Karol Wojtyla has made an extraordinary philosophic and therefore jurisprudential contribution in deploying the phenomenology of lived experience to the “I.” By it, he finds the Enlightenment turn to the “I” as the locus of the greatest ontological density rather than the least, and hence the unique self as the locus of the self-evident universal truths that we find in conscience, the so-called natural law, and in our case here, the Bill of Rights and the Constitution. Basically, Wojtyla provides the metaphysical account of what John Adams experienced in colonial America in 1789 and wrote into the Constitution to be found by Justice Scalia. The result is that Scalia can with total safety vis a vis his Christian conscience and philosophic absoluteness function as a radical “originalist” because it has been already packed into the wording of the Constitution, ratified by the totality of the United States at that time, leaving Scalia with the burden of merely searching for “original intent” in the words. Problematic of that, of course, is that Scalia runs the risk of being accused – and rightly so – of being a legal positivist, if he can make no justification for the saturation of the wording of the Constitution with a Christian metaphysic.
Judicial review, then, in order to interpret the Constitution in a truly objective way, needs to pay attention to objective head counting but also to the value of the subject which validates majoritarianism in the first place while grounding the inviolable character of the human person as possessor of human rights. Constitutional interpretation will have to breathe the epistemological atmosphere with the lungs of both first and second tiers of experience. The law must be applied as it reads, but that reading must be interpreted within the christian anthropology that inspired it. To do otherwise is to interpret it in only one dimension and to fail a people in desperate need to understand themselves precisely as people forming a communio personarum, a United States. They continue to need the foundation of the gift of self which is christian faith as anthropology. And it must be kept clear that christianity does not enter the public square as christian theocracy (Christendom) nor church establishment nor creed. It enters precisely as gift of self in secular work and the family.It must enter now as it had entered the United States from 1620 to 1776 by a lived Christianity.May the year of Mercy, and the thrust of Pope Francis to the peripheries be such a catalyst.

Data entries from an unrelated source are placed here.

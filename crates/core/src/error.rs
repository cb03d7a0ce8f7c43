//! Error types for the wordmaze layout library.

use thiserror::Error;

/// Primary error type for layout reconstruction.
#[derive(Error, Debug)]
pub enum LayoutError {
    #[error("invalid geometry: {reason}")]
    InvalidGeometry { reason: String },

    #[error("confidence must be within [0, 1], got {0}")]
    InvalidConfidence(f64),

    #[error("configuration error: {0}")]
    Configuration(String),

    #[error("io error: {0}")]
    Io(#[from] std::io::Error),

    #[error("json error: {0}")]
    Json(#[from] serde_json::Error),
}

impl LayoutError {
    pub(crate) fn geometry(reason: impl Into<String>) -> Self {
        LayoutError::InvalidGeometry {
            reason: reason.into(),
        }
    }
}

/// Convenience Result type alias for LayoutError.
pub type Result<T> = std::result::Result<T, LayoutError>;
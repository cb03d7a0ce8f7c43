//! Miscellaneous routines shared by the layout stages.
//!
//! Provides:
//! - Geometric aliases and the `HasBBox` trait
//! - Float helpers (total-order comparison, range gaps)
//! - Order statistics (median, weighted median)

use std::cmp::Ordering;

/// Small epsilon for floating-point comparisons.
pub const EPSILON: f64 = 1e-9;

/// A rectangle defined by (x0, y0, x1, y1) where (x0, y0) is the top-left
/// corner and (x1, y1) the bottom-right corner.
pub type Rect = (f64, f64, f64, f64);

/// Trait for objects that have a bounding box.
pub trait HasBBox {
    fn x0(&self) -> f64;
    fn y0(&self) -> f64;
    fn x1(&self) -> f64;
    fn y1(&self) -> f64;

    fn bbox(&self) -> Rect {
        (self.x0(), self.y0(), self.x1(), self.y1())
    }

    fn width(&self) -> f64 {
        self.x1() - self.x0()
    }

    fn height(&self) -> f64 {
        self.y1() - self.y0()
    }

    fn xmid(&self) -> f64 {
        (self.x0() + self.x1()) / 2.0
    }

    fn ymid(&self) -> f64 {
        (self.y0() + self.y1()) / 2.0
    }
}

/// Returns the smallest rectangle containing every rectangle in `rects`,
/// or `None` for an empty input.
pub fn union_rects<I: IntoIterator<Item = Rect>>(rects: I) -> Option<Rect> {
    let mut iter = rects.into_iter();
    let first = iter.next()?;
    Some(iter.fold(first, |acc, r| {
        (acc.0.min(r.0), acc.1.min(r.1), acc.2.max(r.2), acc.3.max(r.3))
    }))
}

/// Horizontal gap between the ranges `[a0, a1]` and `[b0, b1]`.
/// Returns 0 if they overlap or touch.
#[inline]
pub fn range_gap(a0: f64, a1: f64, b0: f64, b1: f64) -> f64 {
    (b0 - a1).max(a0 - b1).max(0.0)
}

/// Total order over f64 for sort keys. Inputs are validated finite before they
/// reach the layout stages, so NaN never participates.
#[inline]
pub fn cmp_f64(a: f64, b: f64) -> Ordering {
    a.total_cmp(&b)
}

/// Median of `values` (lower-upper mean for even counts).
/// Returns `None` when `values` is empty.
pub fn median(values: &[f64]) -> Option<f64> {
    if values.is_empty() {
        return None;
    }
    let mut sorted = values.to_vec();
    sorted.sort_by(|a, b| cmp_f64(*a, *b));
    let mid = sorted.len() / 2;
    if sorted.len() % 2 == 0 {
        Some((sorted[mid - 1] + sorted[mid]) / 2.0)
    } else {
        Some(sorted[mid])
    }
}

/// Weighted median of `(value, weight)` pairs.
///
/// Returns the smallest value at which the cumulative weight reaches half of
/// the total. Non-positive weights count as zero; when every weight is zero
/// the plain median is used instead.
pub fn weighted_median(samples: &[(f64, f64)]) -> Option<f64> {
    if samples.is_empty() {
        return None;
    }
    let total: f64 = samples.iter().map(|(_, w)| w.max(0.0)).sum();
    if total <= EPSILON {
        let values: Vec<f64> = samples.iter().map(|(v, _)| *v).collect();
        return median(&values);
    }

    let mut sorted = samples.to_vec();
    sorted.sort_by(|a, b| cmp_f64(a.0, b.0));

    let half = total / 2.0;
    let mut acc = 0.0;
    for (value, weight) in &sorted {
        acc += weight.max(0.0);
        if acc >= half - EPSILON {
            return Some(*value);
        }
    }
    sorted.last().map(|(v, _)| *v)
}
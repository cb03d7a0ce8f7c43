//! Tests for pages, multi-page mazes and their output converters.

use wordmaze_core::api::{reconstruct_pages, reconstruct_to_writer};
use wordmaze_core::converter::JsonConverter;
use wordmaze_core::layout::{LayoutParams, Word};
use wordmaze_core::page::{Origin, Page, Shape, WordMaze};

fn word(text: &str, x0: f64, y0: f64, x1: f64, y1: f64) -> Word {
    Word::from_coords(text, x0, y0, x1, y1).unwrap()
}

fn bottom_left_page() -> Page {
    Page::new(
        Shape::new(200.0, 100.0).unwrap(),
        vec![
            word("bottom", 0.0, 10.0, 40.0, 20.0),
            word("top", 0.0, 80.0, 30.0, 90.0),
            word("right", 35.0, 80.0, 60.0, 90.0),
        ],
        Origin::BottomLeft,
    )
}

#[test]
fn test_bottom_left_page_reads_from_the_top() {
    let doc = bottom_left_page()
        .reconstruct(&LayoutParams::default())
        .unwrap();
    insta::assert_snapshot!(doc.text(), @r"
    top right

    bottom
    ");
    // Output geometry is top-left.
    assert_eq!(doc.blocks()[0].bbox().y0(), 10.0);
}

#[test]
fn test_pages_come_back_in_order() {
    let shape = Shape::new(100.0, 100.0).unwrap();
    let maze: WordMaze = (0..12)
        .map(|i| {
            Page::new(
                shape,
                vec![word(&format!("page{i}"), 0.0, 0.0, 50.0, 10.0)],
                Origin::TopLeft,
            )
        })
        .collect();

    let docs = reconstruct_pages(&maze, &LayoutParams::default()).unwrap();
    let texts: Vec<String> = docs.iter().map(|d| d.text()).collect();
    let expected: Vec<String> = (0..12).map(|i| format!("page{i}")).collect();
    assert_eq!(texts, expected);
}

#[test]
fn test_maze_rejects_bad_params() {
    let maze = WordMaze::new(vec![bottom_left_page()]);
    let params = LayoutParams::default().with_word_gap_tolerance(f64::INFINITY);
    assert!(maze.reconstruct(&params).is_err());
}

#[test]
fn test_maze_from_json() {
    let maze: WordMaze = serde_json::from_str(
        r#"{
            "pages": [
                {
                    "shape": {"width": 100, "height": 50},
                    "origin": "bottom-left",
                    "words": [
                        {"text": "Hello", "box": {"x0": 0, "y0": 30, "x1": 30, "y1": 40}, "confidence": 0.9},
                        {"text": "world", "x0": 35, "y0": 30, "x1": 70, "y1": 40}
                    ]
                }
            ]
        }"#,
    )
    .unwrap();

    let records: Vec<_> = maze.records().collect();
    assert_eq!(records.len(), 2);
    assert_eq!(records[0].confidence, Some(0.9));
    assert_eq!(records[1].confidence, None);

    let mut out = Vec::new();
    reconstruct_to_writer(&maze, &LayoutParams::default(), &mut out).unwrap();
    assert_eq!(String::from_utf8(out).unwrap(), "Hello world\n\x0c");
}

#[test]
fn test_maze_rejects_inverted_box() {
    let result: Result<WordMaze, _> = serde_json::from_str(
        r#"{"pages": [{"shape": {"width": 10, "height": 10},
                       "words": [{"text": "x", "x0": 5, "y0": 0, "x1": 1, "y1": 4}]}]}"#,
    );
    assert!(result.is_err());
}

#[test]
fn test_json_output_lists_pages() {
    let maze = WordMaze::new(vec![bottom_left_page(), bottom_left_page()]);
    let docs = maze.reconstruct(&LayoutParams::default()).unwrap();

    let mut out = Vec::new();
    JsonConverter::new(&mut out, true).write_pages(&docs).unwrap();
    let value: serde_json::Value = serde_json::from_slice(&out).unwrap();

    let pages = value.as_array().unwrap();
    assert_eq!(pages.len(), 2);
    assert_eq!(pages[0]["page"], 1);
    assert_eq!(pages[1]["page"], 2);
    let first_line = &pages[0]["blocks"][0]["lines"][0];
    assert_eq!(first_line["words"][1]["text"], "right");
    assert_eq!(first_line["bbox"]["y0"], 10.0);
}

Think also of the first ever meeting (February 13, 2016) in Cuba of Francis with Kirill, Patriarch of the Russian Othodox Church, healing the split (after 1,000 years of being one) of the Christian Church (in 1054) as the vital step of showing the world the Face of Jesus Christ after the second 1000 years of invisibity for the Muslims.It seems that all the fragmentation (including the Protestant Reformation and the unbelievable fractures of the Middle East) of the second millennium derives from 1054. What great things may be in store!